Monday, January 12, 2026

Death of an American Propaganda Point

Renee Nicole Good

The internet reacted emphatically to Minneapolis mother and poet Renee Nicole Good’s gratuitous, on-camera murder. As it should, because it exposes the moral and legal rot underlying American law enforcement during the Taco Administration. But more-informed critics than me wondered why the internet didn’t respond with equal passion to ICE’s assassination of Keith Porter in Los Angeles. Do netizens care less because Porter is male and Black?

Porter’s death was, if anything, more egregious than Good’s murder. Jonathan Ross, the ICE agent who killed Good, acted under color of authority, and therefore probably has qualified immunity. Porter’s murderer, who remains unidentified, was off-duty, and therefore has no such administrative protections. But of course, Americans aren’t shocked and horrified by Black men’s deaths as we are with White women. I suggest this reveals a deeper division.

Northwestern University historian Kathleen Belew, in her 2018 book Bring the War Home, describes how Vietnam-era propaganda became instrumental to the White Power movement when defeated veterans returned to America. That war emphasized the importance of fending off Soviet Communism to protect, as Belew writes, “wives and daughters back home.” This language wasn’t necessarily racial, as America’s military in the 1970s was substantially integrated.

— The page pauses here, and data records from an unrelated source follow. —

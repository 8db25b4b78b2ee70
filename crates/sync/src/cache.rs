/// Durable collection cache with SQLite persistence
///
/// Stores the last confirmed snapshot of each collection, keyed by owner
/// identity and collection name. One owner's rows are never returned for
/// another owner, and a signed-out owner's rows can be purged in one call.
use crate::error::CacheError;
use cinehub_core::ClientConfig;
use parking_lot::Mutex;
use rusqlite::{params, Connection, OptionalExtension};
use serde::de::DeserializeOwned;
use serde::Serialize;
use std::path::Path;
use std::sync::Arc;
use tracing::{debug, info};

const SCHEMA: &str = "CREATE TABLE IF NOT EXISTS collection_cache (
        owner TEXT NOT NULL,
        name TEXT NOT NULL,
        payload TEXT NOT NULL,
        updated_at INTEGER NOT NULL,
        PRIMARY KEY (owner, name)
    )";

/// Owner-scoped snapshot store
pub struct CollectionCache {
    db: Arc<Mutex<Connection>>,
}

impl CollectionCache {
    /// Open (or create) the cache database at `path`
    ///
    /// # Errors
    /// Returns `CacheError` if the database cannot be opened or initialized
    pub fn open<P: AsRef<Path>>(path: P) -> Result<Self, CacheError> {
        let conn = Connection::open(path)?;
        let cache = Self::with_connection(conn)?;
        info!("Initialized collection cache database");
        Ok(cache)
    }

    /// Cache at the configured path; `None` when caching is disabled
    pub fn from_config(config: &ClientConfig) -> Result<Option<Self>, CacheError> {
        config.cache_path.as_ref().map(Self::open).transpose()
    }

    /// In-memory cache (for testing)
    pub fn open_in_memory() -> Result<Self, CacheError> {
        Self::with_connection(Connection::open_in_memory()?)
    }

    fn with_connection(conn: Connection) -> Result<Self, CacheError> {
        conn.execute(SCHEMA, [])?;
        Ok(Self {
            db: Arc::new(Mutex::new(conn)),
        })
    }

    /// Replace the snapshot of `name` for `owner`
    pub fn store<T: Serialize>(&self, owner: &str, name: &str, items: &[T]) -> Result<(), CacheError> {
        let payload = serde_json::to_string(items)?;
        let updated_at = chrono::Utc::now().timestamp_millis();

        let db = self.db.lock();
        db.execute(
            "INSERT INTO collection_cache (owner, name, payload, updated_at)
             VALUES (?1, ?2, ?3, ?4)
             ON CONFLICT (owner, name) DO UPDATE SET
                payload = excluded.payload,
                updated_at = excluded.updated_at",
            params![owner, name, payload, updated_at],
        )?;

        debug!("Cached {} {} items for {}", items.len(), name, owner);
        Ok(())
    }

    /// Last snapshot of `name` for `owner`, if any was stored
    pub fn load<T: DeserializeOwned>(&self, owner: &str, name: &str) -> Result<Option<Vec<T>>, CacheError> {
        let db = self.db.lock();
        let payload: Option<String> = db
            .query_row(
                "SELECT payload FROM collection_cache WHERE owner = ?1 AND name = ?2",
                params![owner, name],
                |row| row.get(0),
            )
            .optional()?;
        drop(db);

        match payload {
            Some(payload) => Ok(Some(serde_json::from_str(&payload)?)),
            None => Ok(None),
        }
    }

    pub fn remove(&self, owner: &str, name: &str) -> Result<(), CacheError> {
        let db = self.db.lock();
        db.execute(
            "DELETE FROM collection_cache WHERE owner = ?1 AND name = ?2",
            params![owner, name],
        )?;
        Ok(())
    }

    /// Delete every snapshot of `owner`, returning the number of rows removed
    pub fn purge_owner(&self, owner: &str) -> Result<usize, CacheError> {
        let db = self.db.lock();
        let removed = db.execute(
            "DELETE FROM collection_cache WHERE owner = ?1",
            params![owner],
        )?;

        info!("Purged {} cached collections for {}", removed, owner);
        Ok(removed)
    }

    /// Owners with at least one cached snapshot
    pub fn owners(&self) -> Result<Vec<String>, CacheError> {
        let db = self.db.lock();
        let mut stmt = db.prepare("SELECT DISTINCT owner FROM collection_cache ORDER BY owner")?;
        let owners = stmt
            .query_map([], |row| row.get(0))?
            .collect::<Result<Vec<String>, _>>()?;
        Ok(owners)
    }
}

#[cfg(test)]
mod tests {
    use super::*;

    #[test]
    fn test_store_and_load() {
        let cache = CollectionCache::open_in_memory().unwrap();
        cache.store("alice", "watchlist", &["a", "b"]).unwrap();

        let loaded: Vec<String> = cache.load("alice", "watchlist").unwrap().unwrap();
        assert_eq!(loaded, vec!["a", "b"]);
    }

    #[test]
    fn test_store_overwrites() {
        let cache = CollectionCache::open_in_memory().unwrap();
        cache.store("alice", "watchlist", &[1, 2, 3]).unwrap();
        cache.store("alice", "watchlist", &[4]).unwrap();

        let loaded: Vec<i64> = cache.load("alice", "watchlist").unwrap().unwrap();
        assert_eq!(loaded, vec![4]);
    }

    #[test]
    fn test_load_is_owner_scoped() {
        let cache = CollectionCache::open_in_memory().unwrap();
        cache.store("alice", "favorites", &[1]).unwrap();

        assert!(cache.load::<i64>("bob", "favorites").unwrap().is_none());
        assert!(cache.load::<i64>("alice", "watchlist").unwrap().is_none());
    }

    #[test]
    fn test_purge_owner() {
        let cache = CollectionCache::open_in_memory().unwrap();
        cache.store("alice", "watchlist", &[1]).unwrap();
        cache.store("alice", "favorites", &[2]).unwrap();
        cache.store("bob", "watchlist", &[3]).unwrap();

        assert_eq!(cache.purge_owner("alice").unwrap(), 2);
        assert_eq!(cache.owners().unwrap(), vec!["bob".to_string()]);
        assert!(cache.load::<i64>("alice", "watchlist").unwrap().is_none());
    }

    #[test]
    fn test_remove() {
        let cache = CollectionCache::open_in_memory().unwrap();
        cache.store("alice", "watchlist", &[1]).unwrap();
        cache.remove("alice", "watchlist").unwrap();

        assert!(cache.owners().unwrap().is_empty());
    }

    #[test]
    fn test_from_config_without_path_is_disabled() {
        assert!(CollectionCache::from_config(&ClientConfig::default())
            .unwrap()
            .is_none());
    }

    #[test]
    fn test_persists_across_reopen() {
        let path = std::env::temp_dir().join(format!(
            "cinehub-cache-{}.db",
            uuid::Uuid::new_v4()
        ));
        {
            let cache = CollectionCache::open(&path).unwrap();
            cache.store("alice", "watchlist", &[7]).unwrap();
        }

        let cache = CollectionCache::open(&path).unwrap();
        let loaded: Vec<i64> = cache.load("alice", "watchlist").unwrap().unwrap();
        assert_eq!(loaded, vec![7]);

        let _ = std::fs::remove_file(&path);
    }
}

However, that doesn’t mean the racial implication didn’t exist. Yale historian Greg Grandin writes that race has often loomed large in America’s overseas engagement propaganda. America’s first overseas engagement, the Spanish-American War, involved driving the Spanish out of Cuba and the Philippines (in the 19th Century, Americans didn’t perceive Spaniards as White). This racist rhetoric persisted through generations of American overseas wars.

In short, over 130 years of American propaganda has conflated American moral virtues with White femininity. This has sometimes been depicted literally, with the goddess Lady Columbia, an Anglo-Saxon beauty in sexy body armor, sallying forth before the male army. More recently, the older, more stoic Lady Liberty has displaced Columbia, but the pattern remains the same: propagandists depict American goodness and White womanhood as synonymous.

(This pattern is common, but not universal. France has the similar goddess Marianne, but Britain has the more male, and more pugnacious, John Bull.)

Keith Porter

Nor is this unique to wartime. Legendary journalist Ida B. Wells wrote, clear back in 1892, that America justified lynchings by emphasizing the supposed threat sexually rapacious Black men posed to defenseless White women. Then as now, this was a lie, but that lie served many Americans’ pre-exiting beliefs. Ibram X. Kendi describes how American domestic propaganda conflated White female weakness with virtue, and Black female strength with vice.

To the informed, the pattern becomes overwhelming: White women need protected. This extends from early myths of lascivious enslaved Africans and rampaging Native Americans, to 19th Century fables of White Slavery and the evils of opium dens, to the fears of Communists and terrorists who will kidnap American women into sexual servitude. Today’s willingness to suspend civil liberties to fend against “human trafficking” merely continues the pattern.

Early attempts to DARVO the blame onto Renee Good have proven laughable. President Taco claimed her killer, Agent Jonathan Ross, was critically injured; he not only walked away, but never dropped his phone. Homeland Security Secretary Kristi Noem called Good a domestic terrorist; Good, a mom, had just dropped her kids at school. It all devolves the same way, that Ross targeted and murdered a White woman without cause.

Therefore, Ross didn’t merely kill one woman. He violated over 130 years of American propaganda, military and civilian. Overseas wars, draconian law enforcement crackdowns, and a criminal justice system that’s never completely expunged its racist past, have all been justified by the urgent need to protect White women. Defenders of the status quo love naming white women like Laken Riley or Iryna Zarutska to justify nakedly racist crackdowns.

Indeed, the first words from Ross’s mouth after the shooting reveal the underlying thought process. “Fucking bitch,” he snarled, still on camera. Throughout American propaganda history, the machine has expected White women to shut up, do nothing in their own defense, and accept male protection, whether they want it or not. Good showed self-determination enough to drive away, which pushed her outside the bounds of propagandistic protection.

Without the rhetorical condom of American propaganda, the Minneapolis invasion stands exposed as what it is, bigoted cruelty wrapped in the flag. If White women aren’t protected, the entire operation merely exists to hurt those the Administration deems unworthy of defense. And because the operation turned against the one group most needful of protection, the implication beomes: You’re Next.